O Ministério da Fazenda bloqueou o acesso de cerca de 2,8 milhões de beneficiários do Bolsa Família e do Benefício de Prestação Continuada (BPC) às plataformas de apostas esportivas autorizadas no Brasil. A medida atende a uma decisão do Supremo Tribunal Federal (STF), que proibiu o uso de recursos de programas sociais em apostas.
De acordo com o governo, todos os beneficiários dos dois programas estão impedidos de criar novas contas em casas de apostas regulamentadas. Quem já possuía cadastro teve o acesso cancelado após o cruzamento de dados realizado pelos órgãos federais.
O bloqueio é feito por meio do Sistema de Gestão de Apostas (Sigap), que consulta o CPF do usuário antes da liberação do cadastro. As empresas do setor são obrigadas a atualizar regularmente suas bases de dados para identificar pessoas impedidas de apostar.
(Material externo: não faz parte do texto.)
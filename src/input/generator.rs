//! Synthetic signal generator
//!
//! Produces a periodic waveform at a fixed sample rate, one block per
//! [`SignalGenerator::generate`] call. Output is DC-biased by default
//! (`0.5 + 0.5 * wave`), so it straddles the 0.5 crossing threshold used by
//! [`AverageFrequency`](crate::features::frequency::AverageFrequency).
//! Phase carries over between blocks.

use super::lifecycle::InputCore;
use super::Input;
use crate::error::GraphError;
use serde::{Deserialize, Serialize};
use std::f64::consts::TAU;

/// Periodic waveform shape, each in `[-1, 1]`
#[derive(Debug, Clone, Copy, PartialEq, Eq, Hash, Default, Serialize, Deserialize)]
#[serde(rename_all = "lowercase")]
pub enum Waveform {
    /// `sin(2π·phase)`
    #[default]
    Sine,
    /// +1 for the first half cycle, -1 for the second
    Square,
    /// Rises linearly from -1 to 1 over the cycle
    Sawtooth,
    /// -1 → 1 → -1 over the cycle
    Triangle,
}

impl Waveform {
    /// Sample value at `phase` in cycles, `[0, 1)`
    pub fn sample(&self, phase: f64) -> f32 {
        let value = match self {
            Waveform::Sine => (TAU * phase).sin(),
            Waveform::Square => {
                if phase < 0.5 {
                    1.0
                } else {
                    -1.0
                }
            }
            Waveform::Sawtooth => 2.0 * phase - 1.0,
            Waveform::Triangle => {
                if phase < 0.5 {
                    4.0 * phase - 1.0
                } else {
                    3.0 - 4.0 * phase
                }
            }
        };
        value as f32
    }
}

/// Fixed-rate synthetic producer
#[derive(Debug)]
pub struct SignalGenerator {
    core: InputCore,
    sample_rate: u32,
    waveform: Waveform,
    frequency: f32,
    amplitude: f32,
    offset: f32,
    /// Cycles, `[0, 1)`
    phase: f64,
}

impl SignalGenerator {
    /// Create a generator
    ///
    /// # Errors
    ///
    /// Returns `InvalidInput` if `sample_rate` or `block_size` is 0, or the
    /// frequency is negative or not finite.
    pub fn new(
        sample_rate: u32,
        block_size: usize,
        waveform: Waveform,
        frequency: f32,
    ) -> Result<Self, GraphError> {
        if sample_rate == 0 {
            return Err(GraphError::InvalidInput(
                "Sample rate must be > 0".to_string(),
            ));
        }
        validate_frequency(frequency)?;

        Ok(Self {
            core: InputCore::new("signal generator", block_size)?,
            sample_rate,
            waveform,
            frequency,
            amplitude: 0.5,
            offset: 0.5,
            phase: 0.0,
        })
    }

    /// Waveform shape
    pub fn waveform(&self) -> Waveform {
        self.waveform
    }

    /// Change the waveform shape
    pub fn set_waveform(&mut self, waveform: Waveform) {
        self.waveform = waveform;
    }

    /// Frequency in Hz
    pub fn frequency(&self) -> f32 {
        self.frequency
    }

    /// Change the frequency; phase is preserved
    pub fn set_frequency(&mut self, frequency: f32) -> Result<(), GraphError> {
        validate_frequency(frequency)?;
        if frequency > self.sample_rate as f32 / 2.0 {
            log::warn!(
                "Generator frequency {} Hz above Nyquist ({} Hz), output will alias",
                frequency,
                self.sample_rate / 2
            );
        }
        self.frequency = frequency;
        Ok(())
    }

    /// Peak deviation from the offset
    pub fn amplitude(&self) -> f32 {
        self.amplitude
    }

    /// Set amplitude and DC offset: output is `offset + amplitude * wave`
    pub fn set_level(&mut self, amplitude: f32, offset: f32) -> Result<(), GraphError> {
        if !amplitude.is_finite() || !offset.is_finite() {
            return Err(GraphError::InvalidInput(format!(
                "Amplitude and offset must be finite, got {} and {}",
                amplitude, offset
            )));
        }
        self.amplitude = amplitude;
        self.offset = offset;
        Ok(())
    }

    /// DC offset
    pub fn offset(&self) -> f32 {
        self.offset
    }

    /// Fill the next block and deliver it to every listener
    ///
    /// # Errors
    ///
    /// Returns `UsageError` unless the generator is started.
    pub fn generate(&mut self) -> Result<(), GraphError> {
        if !self.core.state().is_running() {
            return Err(GraphError::UsageError(format!(
                "signal generator: generate() while {:?}",
                self.core.state()
            )));
        }

        let step = self.frequency as f64 / self.sample_rate as f64;
        let mut phase = self.phase;
        let (waveform, amplitude, offset) = (self.waveform, self.amplitude, self.offset);

        for sample in self.core.buffer_mut().iter_mut() {
            *sample = offset + amplitude * waveform.sample(phase);
            phase = (phase + step).fract();
        }
        self.phase = phase;

        self.core.publish()
    }
}

fn validate_frequency(frequency: f32) -> Result<(), GraphError> {
    if !frequency.is_finite() || frequency < 0.0 {
        return Err(GraphError::InvalidInput(format!(
            "Frequency must be finite and >= 0, got {}",
            frequency
        )));
    }
    Ok(())
}

impl Input for SignalGenerator {
    fn core(&self) -> &InputCore {
        &self.core
    }

    fn core_mut(&mut self) -> &mut InputCore {
        &mut self.core
    }

    fn sample_rate(&self) -> u32 {
        self.sample_rate
    }

    fn set_sample_rate(&mut self, sample_rate: u32) -> Result<(), GraphError> {
        Err(GraphError::UnsupportedOperation(format!(
            "signal generator runs at a fixed {} Hz (requested {} Hz)",
            self.sample_rate, sample_rate
        )))
    }

    fn initialise(&mut self) -> Result<(), GraphError> {
        self.core.initialise()?;
        self.phase = 0.0;
        Ok(())
    }
}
Além dos beneficiários de programas sociais, a legislação também proíbe apostas por parte de atletas profissionais, árbitros, dirigentes esportivos, técnicos e servidores ligados à fiscalização do setor. O objetivo é evitar conflitos de interesse e proteger a integridade das competições.
Outra medida adotada pelo governo é o sistema de autoexclusão. Até o momento, mais de 925 mil pessoas solicitaram voluntariamente o bloqueio do acesso às plataformas regulamentadas. O mecanismo permite que o próprio usuário escolha ficar impedido de apostar por um período determinado ou por tempo indeterminado.
Apesar das restrições, o governo reconhece que os sites ilegais ainda representam um desafio. Essas plataformas funcionam sem autorização, não seguem as regras de controle e continuam sendo alvo de ações de fiscalização para retirada do ar.